Many of the partners that the Lilly Center works closely with had booths at Saturday’s festival, including Acres Land Trust, KC Recycling Depot, Soil & Water Conservation District and the Indiana Department of Natural Resources.

“With Acres Land Trust, looking at land stewardship, how do we properly take care of the land. They’ll put land into conservation trusts or own the land themselves to protect it from potentially harmful uses in the future, which could negatively impact lakes and streams,” Bosch said. “KC Recycling Depot has a lot of different messages, talking about different toxic substances … how do we keep those things out of our lakes.”
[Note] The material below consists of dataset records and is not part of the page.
//! # Flavour Orchestrator
//!
//! Creates one logical record as a master document plus one flavour per
//! requested site, on a store with no multi-document transactions.
//!
//! ## Phases
//!
//! 1. **Build.** Every flavour builder whose key appears in the input runs
//!    against its merged input view. If any builder rejects, the operation
//!    fails before anything is written and the first rejection (in key
//!    order) is returned.
//! 2. **Link.** The master is built with the flavour ids as forward
//!    references; flavours that support it get `_master` set to the master
//!    id. The anonymous-safe grant is applied to every document.
//! 3. **Persist.** All documents are written concurrently, bounded by
//!    `max_concurrent_writes`, and every outcome is awaited.
//! 4. **Compensate.** If any write failed, every id built in this operation
//!    is deleted (retrying with backoff), and the original failure is
//!    returned together with the rollback outcome.
//!
//! Phases 3 and 4 run on a detached task: dropping the caller's future does
//! not stop a half-finished write set from being rolled back.

use std::sync::Arc;
use std::time::Duration;

use serde::Serialize;
use tokio::sync::Semaphore;
use tokio::task::JoinSet;

use nrpti_core::{
    Actor, FlavourKind, FlavourRecord, MasterRecord, RecordDocument, RecordId, RecordType,
};
use nrpti_policy::apply_anonymity;
use nrpti_store::{DocumentStore, StoreError, StoredDocument};

use crate::builder::{FlavourBuilders, MasterBuilder};
use crate::catalog::BuilderCatalog;
use crate::config::PublishConfig;
use crate::counters;
use crate::error::{CompensationError, PublishError, Rollback, ValidationError};
use crate::input::RecordInput;

/// Base delay before retrying a compensating delete. Doubles per attempt.
const DEFAULT_COMPENSATION_BACKOFF: Duration = Duration::from_millis(100);

/// A record set written by one creation operation.
#[derive(Debug, Clone, PartialEq, Serialize)]
pub struct Publication {
    pub master: MasterRecord,
    pub flavours: Vec<FlavourRecord>,
}

impl Publication {
    /// The master id followed by every flavour id.
    pub fn ids(&self) -> Vec<RecordId> {
        std::iter::once(self.master.id)
            .chain(self.flavours.iter().map(|f| f.id))
            .collect()
    }

    pub fn flavour(&self, kind: FlavourKind) -> Option<&FlavourRecord> {
        self.flavours.iter().find(|f| f.flavour == kind)
    }

    pub fn into_parts(self) -> (MasterRecord, Vec<FlavourRecord>) {
        (self.master, self.flavours)
    }
}

/// Writes master + flavour record sets with compensating rollback.
///
/// Cheaply cloneable; clones share the store.
#[derive(Clone)]
pub struct FlavourOrchestrator {
    store: Arc<dyn DocumentStore>,
    catalog: BuilderCatalog,
    max_concurrent_writes: usize,
    compensation_retries: u32,
    compensation_backoff: Duration,
}

impl std::fmt::Debug for FlavourOrchestrator {
    fn fmt(&self, f: &mut std::fmt::Formatter<'_>) -> std::fmt::Result {
        f.debug_struct("FlavourOrchestrator")
            .field("catalog", &self.catalog)
            .field("max_concurrent_writes", &self.max_concurrent_writes)
            .field("compensation_retries", &self.compensation_retries)
            .field("compensation_backoff", &self.compensation_backoff)
            .finish_non_exhaustive()
    }
}

impl FlavourOrchestrator {
    pub fn new(store: Arc<dyn DocumentStore>, catalog: BuilderCatalog) -> Self {
        let defaults = PublishConfig::default();
        Self::from_config(store, catalog, &defaults)
    }

    pub fn from_config(
        store: Arc<dyn DocumentStore>,
        catalog: BuilderCatalog,
        config: &PublishConfig,
    ) -> Self {
        Self {
            store,
            catalog,
            max_concurrent_writes: config.max_concurrent_writes.max(1),
            compensation_retries: config.compensation_retries,
            compensation_backoff: DEFAULT_COMPENSATION_BACKOFF,
        }
    }

    pub fn with_max_concurrent_writes(mut self, limit: usize) -> Self {
        self.max_concurrent_writes = limit.max(1);
        self
    }

    pub fn with_compensation_retries(mut self, retries: u32) -> Self {
        self.compensation_retries = retries;
        self
    }

    pub fn with_compensation_backoff(mut self, backoff: Duration) -> Self {
        self.compensation_backoff = backoff;
        self
    }

    pub fn catalog(&self) -> &BuilderCatalog {
        &self.catalog
    }

    pub fn store(&self) -> &Arc<dyn DocumentStore> {
        &self.store
    }

    /// Create a record of `record_type` with the standard builders.
    ///
    /// Flavours are selected by the flavour schema-name keys present in
    /// `input`. A key naming a site the record type is never published to
    /// is rejected.
    pub async fn create_record(
        &self,
        actor: &Actor,
        record_type: RecordType,
        input: &RecordInput,
    ) -> Result<Publication, PublishError> {
        if let Some(flavour) = unsupported_flavour_key(record_type, input) {
            counters::validation_rejection();
            tracing::warn!(
                record_type = %record_type,
                flavour = %flavour,
                "rejected unsupported flavour"
            );
            return Err(ValidationError::UnsupportedFlavour {
                record_type,
                flavour,
            }
            .into());
        }
        let master_builder = self.catalog.master_builder(record_type);
        let flavour_builders = self.catalog.flavour_builders(record_type);
        self.create_with_flavours(actor, input, &master_builder, &flavour_builders)
            .await
    }

    /// Build, link, persist and (on failure) roll back one record set.
    pub async fn create_with_flavours(
        &self,
        actor: &Actor,
        input: &RecordInput,
        master_builder: &dyn MasterBuilder,
        flavour_builders: &FlavourBuilders,
    ) -> Result<Publication, PublishError> {
        let publication = match build_record_set(actor, input, master_builder, flavour_builders) {
            Ok(publication) => publication,
            Err(err) => {
                counters::validation_rejection();
                return Err(err.into());
            }
        };

        let mut documents = Vec::with_capacity(publication.flavours.len() + 1);
        documents.push(stored(&publication.master)?);
        for flavour in &publication.flavours {
            documents.push(stored(flavour)?);
        }

        let task = tokio::spawn(persist_record_set(
            Arc::clone(&self.store),
            documents,
            self.max_concurrent_writes,
            self.compensation_retries,
            self.compensation_backoff,
        ));
        task.await
            .map_err(|e| PublishError::Internal(format!("persistence task failed: {e}")))??;

        counters::publication(publication.master.record_type);
        tracing::info!(
            master_id = %publication.master.id,
            record_type = %publication.master.record_type,
            flavours = publication.flavours.len(),
            added_by = %actor.display_name(),
            "record published"
        );
        Ok(publication)
    }
}

/// Build every requested flavour, then the master, then link them.
fn build_record_set(
    actor: &Actor,
    input: &RecordInput,
    master_builder: &dyn MasterBuilder,
    flavour_builders: &FlavourBuilders,
) -> Result<Publication, ValidationError> {
    let keys: Vec<&str> = flavour_builders.keys().map(String::as_str).collect();

    let mut flavours = Vec::new();
    let mut back_references = Vec::new();
    let mut rejections = Vec::new();
    for (key, builder) in flavour_builders {
        if input.get(key).map_or(true, |v| v.is_null()) {
            continue;
        }
        let built = input
            .merged_view(key, keys.iter().copied())
            .and_then(|view| builder.build(actor, &view));
        match built {
            Ok(doc) => {
                back_references.push(builder.supports_master_reference());
                flavours.push(doc);
            }
            Err(err) => rejections.push((key.as_str(), err)),
        }
    }

    let mut rejections = rejections.into_iter();
    if let Some((key, first)) = rejections.next() {
        for (other, err) in rejections {
            tracing::warn!(flavour = other, error = %err, "flavour builder also rejected input");
        }
        tracing::warn!(
            flavour = key,
            actor = %actor.display_name(),
            error = %first,
            "flavour builder rejected input; nothing written"
        );
        return Err(first);
    }

    let flavour_ids: Vec<RecordId> = flavours.iter().map(|f| f.id).collect();
    let mut master = master_builder.build(actor, input, &flavour_ids).map_err(|err| {
        tracing::warn!(
            actor = %actor.display_name(),
            error = %err,
            "master builder rejected input; nothing written"
        );
        err
    })?;

    for (flavour, linked) in flavours.iter_mut().zip(back_references) {
        if linked {
            flavour.master = Some(master.id);
        }
    }

    apply_anonymity(&mut master);
    for flavour in &mut flavours {
        apply_anonymity(flavour);
    }

    Ok(Publication { master, flavours })
}

/// A flavour key for `record_type` naming a site it is never published to.
fn unsupported_flavour_key(record_type: RecordType, input: &RecordInput) -> Option<FlavourKind> {
    input.keys().find_map(|key| {
        let base = key.strip_prefix(record_type.as_str())?;
        FlavourKind::all()
            .iter()
            .copied()
            .find(|f| f.suffix() == base && !record_type.supports(*f))
    })
}

fn stored<D>(doc: &D) -> Result<StoredDocument, PublishError>
where
    D: RecordDocument + Serialize,
{
    StoredDocument::from_record(doc).map_err(|e| match e {
        StoreError::Serialization(e) => PublishError::Serialization(e),
        other => PublishError::Internal(format!("encoding {}: {other}", doc.schema_name())),
    })
}

/// Write every document, then compensate if any write failed.
async fn persist_record_set(
    store: Arc<dyn DocumentStore>,
    documents: Vec<StoredDocument>,
    max_concurrent_writes: usize,
    compensation_retries: u32,
    compensation_backoff: Duration,
) -> Result<(), PublishError> {
    let ids: Vec<RecordId> = documents.iter().map(|d| d.id).collect();
    let outcomes = write_all(Arc::clone(&store), documents, max_concurrent_writes).await;

    let mut written = Vec::new();
    let mut first_failure = None;
    for (id, outcome) in ids.iter().zip(outcomes) {
        match outcome {
            Ok(_) => written.push(*id),
            Err(err) => {
                tracing::warn!(record_id = %id, error = %err, "document write failed");
                first_failure.get_or_insert(err);
            }
        }
    }

    let Some(source) = first_failure else {
        return Ok(());
    };

    let rollback = compensate(
        store.as_ref(),
        &ids,
        written,
        compensation_retries,
        compensation_backoff,
    )
    .await;
    counters::rollback(rollback.outcome());
    match &rollback {
        Rollback::Clean { deleted } => tracing::warn!(
            documents = ids.len(),
            deleted,
            "record set rolled back after write failure"
        ),
        Rollback::Orphaned(err) => tracing::error!(
            orphans = ?err.orphans,
            error = %err.source,
            "rollback failed; orphaned documents need reconciling"
        ),
    }
    Err(PublishError::Persistence { source, rollback })
}

/// Save each document on its own task, at most `limit` at a time. Outcomes
/// come back in input order.
async fn write_all(
    store: Arc<dyn DocumentStore>,
    documents: Vec<StoredDocument>,
    limit: usize,
) -> Vec<Result<RecordId, StoreError>> {
    let permits = Arc::new(Semaphore::new(limit));
    let mut tasks = JoinSet::new();
    let count = documents.len();
    for (index, doc) in documents.into_iter().enumerate() {
        let store = Arc::clone(&store);
        let permits = Arc::clone(&permits);
        tasks.spawn(async move {
            let outcome = match permits.acquire_owned().await {
                Ok(_permit) => store.save(doc).await,
                Err(_) => Err(StoreError::Unavailable("write limiter closed".to_string())),
            };
            (index, outcome)
        });
    }

    let mut outcomes: Vec<Option<Result<RecordId, StoreError>>> = (0..count).map(|_| None).collect();
    while let Some(joined) = tasks.join_next().await {
        match joined {
            Ok((index, outcome)) => outcomes[index] = Some(outcome),
            Err(err) => tracing::error!(error = %err, "document write task aborted"),
        }
    }
    outcomes
        .into_iter()
        .map(|o| {
            o.unwrap_or_else(|| {
                Err(StoreError::Unavailable(
                    "write task did not complete".to_string(),
                ))
            })
        })
        .collect()
}

/// Delete every id of the operation, retrying with exponential backoff.
async fn compensate(
    store: &dyn DocumentStore,
    ids: &[RecordId],
    written: Vec<RecordId>,
    retries: u32,
    backoff: Duration,
) -> Rollback {
    let mut attempt = 0;
    loop {
        match store.delete_many(ids).await {
            Ok(deleted) => return Rollback::Clean { deleted },
            Err(err) if attempt < retries => {
                let delay = backoff * 2u32.saturating_pow(attempt);
                tracing::warn!(
                    attempt = attempt + 1,
                    max_retries = retries,
                    "compensating delete failed, retrying in {delay:?}: {err}"
                );
                tokio::time::sleep(delay).await;
                attempt += 1;
            }
            Err(err) => {
                return Rollback::Orphaned(CompensationError {
                    orphans: written,
                    source: err,
                })
            }
        }
    }
}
He said the Soil & Water Conservation District works a lot with agricultural producers in the watershed/drainage areas around the lakes to implement better practices on their acres in order to have less nutrients and sediments run off into the lakes and streams.

The Indiana DNR is tasked with enforcing environmental rules that the state has, “so that goes a long ways as well to protect our water resources in the state,” he said.

From year one of the Lakes Festival, Bosch said the underlying goal always has been “education, changing behavior to again raise up that water literate generation of folks in our community. … But we always do it under the allure of the carnival atmosphere. You’ve got the inflatables, the spider jump, you’ve got the climbing wall, you’ve got the blues concerts …. we’ve had Lake City Skiers and we’ve got the Aqua Glide out there. So all of those things are meant to draw people in, but the purpose behind it is, ‘Let’s take better care of our lakes.”